- What the task asks
Repeat all the data word for word.

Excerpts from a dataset
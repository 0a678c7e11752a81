//! Error types for statistics and win-rate checkpoints.

use std::fmt;
use std::io;

/// Errors from the win-rate tracker and its checkpoint codec.
#[derive(Debug)]
pub enum StatsError {
    /// An I/O error occurred while reading or writing a checkpoint.
    Io(io::Error),
    /// The checkpoint does not start with the expected `b"SKWR"` magic bytes.
    InvalidMagic,
    /// The checkpoint format version is not supported by this build.
    UnsupportedVersion {
        /// The version found in the checkpoint.
        found: u8,
    },
    /// The number of estimates does not match the configured scenario count.
    LengthMismatch {
        /// Configured number of scenarios.
        expected: usize,
        /// Number of estimates supplied.
        found: usize,
    },
    /// A win-rate estimate lies outside `[0, 1]` (or is NaN).
    OutOfRange {
        /// Scenario index of the offending estimate.
        index: usize,
        /// The offending value.
        value: f64,
    },
    /// A scenario index beyond the tracker's scenario count.
    UnknownScenario {
        /// The requested scenario index.
        index: usize,
        /// Number of scenarios the tracker was built for.
        scenario_count: usize,
    },
    /// The update rule's parameters are unusable.
    InvalidRule {
        /// Description of the problem.
        reason: String,
    },
}

impl fmt::Display for StatsError {
    fn fmt(&self, f: &mut fmt::Formatter<'_>) -> fmt::Result {
        match self {
            Self::Io(e) => write!(f, "I/O error: {e}"),
            Self::InvalidMagic => write!(f, "invalid magic bytes (expected b\"SKWR\")"),
            Self::UnsupportedVersion { found } => {
                write!(f, "unsupported checkpoint version {found}")
            }
            Self::LengthMismatch { expected, found } => {
                write!(f, "expected {expected} win-rate estimates, found {found}")
            }
            Self::OutOfRange { index, value } => {
                write!(f, "win-rate estimate {value} for scenario {index} is outside [0, 1]")
            }
            Self::UnknownScenario {
                index,
                scenario_count,
            } => write!(
                f,
                "scenario {index} out of range (scenario_count={scenario_count})"
            ),
            Self::InvalidRule { reason } => write!(f, "invalid win-rate update rule: {reason}"),
        }
    }
}

impl std::error::Error for StatsError {
    fn source(&self) -> Option<&(dyn std::error::Error + 'static)> {
        match self {
            Self::Io(e) => Some(e),
            _ => None,
        }
    }
}

impl From<io::Error> for StatsError {
    fn from(e: io::Error) -> Self {
        Self::Io(e)
    }
}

- Solved problem
repository 0a678c7e11752a81
//! Error types for statistics and win-rate checkpoints.

use std::fmt;
use std::io;

/// Errors from the win-rate tracker and its checkpoint codec.
#[derive(Debug)]
pub enum StatsError {
    /// An I/O error occurred while reading or writing a checkpoint.
    Io(io::Error),
    /// The checkpoint does not start with the expected `b"SKWR"` magic bytes.
    InvalidMagic,
    /// The checkpoint format version is not supported by this build.
    UnsupportedVersion {
        /// The version found in the checkpoint.
        found: u8,
    },
    /// The number of estimates does not match the configured scenario count.
    LengthMismatch {
        /// Configured number of scenarios.
        expected: usize,
        /// Number of estimates supplied.
        found: usize,
    },
    /// A win-rate estimate lies outside `[0, 1]` (or is NaN).
    OutOfRange {
        /// Scenario index of the offending estimate.
        index: usize,
        /// The offending value.
        value: f64,
    },
    /// A scenario index beyond the tracker's scenario count.
    UnknownScenario {
        /// The requested scenario index.
        index: usize,
        /// Number of scenarios the tracker was built for.
        scenario_count: usize,
    },
    /// The update rule's parameters are unusable.
    InvalidRule {
        /// Description of the problem.
        reason: String,
    },
}

impl fmt::Display for StatsError {
    fn fmt(&self, f: &mut fmt::Formatter<'_>) -> fmt::Result {
        match self {
            Self::Io(e) => write!(f, "I/O error: {e}"),
            Self::InvalidMagic => write!(f, "invalid magic bytes (expected b\"SKWR\")"),
            Self::UnsupportedVersion { found } => {
                write!(f, "unsupported checkpoint version {found}")
            }
            Self::LengthMismatch { expected, found } => {
                write!(f, "expected {expected} win-rate estimates, found {found}")
            }
            Self::OutOfRange { index, value } => {
                write!(f, "win-rate estimate {value} for scenario {index} is outside [0, 1]")
            }
            Self::UnknownScenario {
                index,
                scenario_count,
            } => write!(
                f,
                "scenario {index} out of range (scenario_count={scenario_count})"
            ),
            Self::InvalidRule { reason } => write!(f, "invalid win-rate update rule: {reason}"),
        }
    }
}

impl std::error::Error for StatsError {
    fn source(&self) -> Option<&(dyn std::error::Error + 'static)> {
        match self {
            Self::Io(e) => Some(e),
            _ => None,
        }
    }
}

impl From<io::Error> for StatsError {
    fn from(e: io::Error) -> Self {
        Self::Io(e)
    }
}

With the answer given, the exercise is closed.